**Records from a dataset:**
● ● ● ●

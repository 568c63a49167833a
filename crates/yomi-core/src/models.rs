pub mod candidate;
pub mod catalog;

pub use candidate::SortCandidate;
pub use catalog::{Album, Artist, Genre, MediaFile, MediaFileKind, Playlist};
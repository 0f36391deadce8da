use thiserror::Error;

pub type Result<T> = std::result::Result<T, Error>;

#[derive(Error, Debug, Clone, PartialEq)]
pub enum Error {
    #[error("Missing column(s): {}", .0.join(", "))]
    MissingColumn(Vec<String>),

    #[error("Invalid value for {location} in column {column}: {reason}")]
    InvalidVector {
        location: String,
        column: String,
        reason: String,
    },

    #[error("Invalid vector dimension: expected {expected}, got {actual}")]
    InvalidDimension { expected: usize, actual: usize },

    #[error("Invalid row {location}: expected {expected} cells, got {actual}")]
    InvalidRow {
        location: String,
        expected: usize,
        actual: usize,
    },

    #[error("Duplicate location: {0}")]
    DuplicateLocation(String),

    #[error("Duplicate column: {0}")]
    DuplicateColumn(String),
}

● ● ● ●

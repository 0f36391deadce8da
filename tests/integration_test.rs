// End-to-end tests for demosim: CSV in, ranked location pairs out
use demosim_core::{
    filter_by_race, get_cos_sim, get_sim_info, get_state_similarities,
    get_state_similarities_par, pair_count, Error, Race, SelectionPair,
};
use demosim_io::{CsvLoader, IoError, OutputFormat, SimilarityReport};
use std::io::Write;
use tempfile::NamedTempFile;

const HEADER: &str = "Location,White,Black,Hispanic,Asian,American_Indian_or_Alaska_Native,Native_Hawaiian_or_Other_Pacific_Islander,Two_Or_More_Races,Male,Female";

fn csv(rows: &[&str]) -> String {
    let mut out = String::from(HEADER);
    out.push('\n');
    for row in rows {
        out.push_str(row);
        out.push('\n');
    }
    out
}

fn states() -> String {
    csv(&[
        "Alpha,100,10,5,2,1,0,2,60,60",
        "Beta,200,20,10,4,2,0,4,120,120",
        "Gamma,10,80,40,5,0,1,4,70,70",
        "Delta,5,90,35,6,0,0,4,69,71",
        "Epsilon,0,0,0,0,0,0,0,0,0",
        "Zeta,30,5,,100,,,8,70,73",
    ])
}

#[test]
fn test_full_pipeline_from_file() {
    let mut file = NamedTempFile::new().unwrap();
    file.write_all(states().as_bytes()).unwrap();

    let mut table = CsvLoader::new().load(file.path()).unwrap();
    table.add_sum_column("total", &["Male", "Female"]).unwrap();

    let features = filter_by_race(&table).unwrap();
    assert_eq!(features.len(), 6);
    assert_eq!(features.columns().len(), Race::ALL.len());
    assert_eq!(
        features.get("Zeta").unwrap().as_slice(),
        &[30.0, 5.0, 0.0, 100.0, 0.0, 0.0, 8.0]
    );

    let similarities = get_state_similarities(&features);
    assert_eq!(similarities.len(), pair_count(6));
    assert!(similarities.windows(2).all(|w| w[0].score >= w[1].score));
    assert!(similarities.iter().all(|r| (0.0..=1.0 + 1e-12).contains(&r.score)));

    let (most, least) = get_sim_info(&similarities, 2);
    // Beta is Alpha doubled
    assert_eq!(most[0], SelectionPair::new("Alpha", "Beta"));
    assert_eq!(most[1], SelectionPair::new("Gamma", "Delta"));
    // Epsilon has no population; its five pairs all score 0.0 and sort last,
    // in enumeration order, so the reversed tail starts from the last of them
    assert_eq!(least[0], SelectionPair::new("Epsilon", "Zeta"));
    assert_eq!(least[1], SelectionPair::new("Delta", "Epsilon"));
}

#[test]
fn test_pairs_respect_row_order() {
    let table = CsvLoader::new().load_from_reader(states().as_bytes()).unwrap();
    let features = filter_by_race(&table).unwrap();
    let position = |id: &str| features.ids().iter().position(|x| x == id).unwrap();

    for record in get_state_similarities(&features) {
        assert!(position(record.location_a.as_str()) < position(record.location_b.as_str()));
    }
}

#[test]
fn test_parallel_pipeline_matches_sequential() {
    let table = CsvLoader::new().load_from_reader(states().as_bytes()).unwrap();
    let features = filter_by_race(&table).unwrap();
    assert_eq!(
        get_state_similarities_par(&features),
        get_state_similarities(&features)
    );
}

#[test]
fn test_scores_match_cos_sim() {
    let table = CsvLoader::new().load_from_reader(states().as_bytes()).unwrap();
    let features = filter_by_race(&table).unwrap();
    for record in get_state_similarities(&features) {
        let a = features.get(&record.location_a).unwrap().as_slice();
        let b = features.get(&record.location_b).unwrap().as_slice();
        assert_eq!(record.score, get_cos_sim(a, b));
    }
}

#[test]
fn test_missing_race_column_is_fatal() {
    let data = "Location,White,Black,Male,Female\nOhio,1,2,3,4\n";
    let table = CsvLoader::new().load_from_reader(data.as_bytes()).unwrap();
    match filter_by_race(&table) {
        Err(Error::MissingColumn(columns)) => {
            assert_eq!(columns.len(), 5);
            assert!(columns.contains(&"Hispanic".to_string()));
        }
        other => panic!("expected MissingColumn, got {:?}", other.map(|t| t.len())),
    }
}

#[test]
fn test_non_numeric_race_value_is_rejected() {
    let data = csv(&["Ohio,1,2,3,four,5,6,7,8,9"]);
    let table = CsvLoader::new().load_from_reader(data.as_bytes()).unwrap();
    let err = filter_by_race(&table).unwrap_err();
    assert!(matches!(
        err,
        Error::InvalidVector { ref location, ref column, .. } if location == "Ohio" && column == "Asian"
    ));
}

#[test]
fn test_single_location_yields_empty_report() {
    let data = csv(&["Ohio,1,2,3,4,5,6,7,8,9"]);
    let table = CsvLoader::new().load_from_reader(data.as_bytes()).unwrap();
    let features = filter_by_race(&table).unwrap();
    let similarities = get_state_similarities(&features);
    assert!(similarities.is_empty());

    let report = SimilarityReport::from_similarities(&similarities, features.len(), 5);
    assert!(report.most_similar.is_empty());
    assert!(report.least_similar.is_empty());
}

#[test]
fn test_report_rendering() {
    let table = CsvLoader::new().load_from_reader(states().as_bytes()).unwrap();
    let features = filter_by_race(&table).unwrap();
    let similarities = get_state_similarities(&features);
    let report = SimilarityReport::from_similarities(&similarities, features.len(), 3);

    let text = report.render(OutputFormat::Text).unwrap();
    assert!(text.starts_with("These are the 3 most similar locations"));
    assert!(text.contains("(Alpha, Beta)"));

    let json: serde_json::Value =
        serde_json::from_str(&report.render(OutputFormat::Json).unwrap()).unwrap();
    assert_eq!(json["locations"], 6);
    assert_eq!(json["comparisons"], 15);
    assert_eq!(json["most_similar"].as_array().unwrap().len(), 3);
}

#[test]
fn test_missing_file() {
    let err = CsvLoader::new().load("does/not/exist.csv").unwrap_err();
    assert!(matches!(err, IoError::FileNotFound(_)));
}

● ● ● ●

**Action item:** One number only, please: the count of lines in the data that hold the word "Alpha".

**Output of the exercise:** 4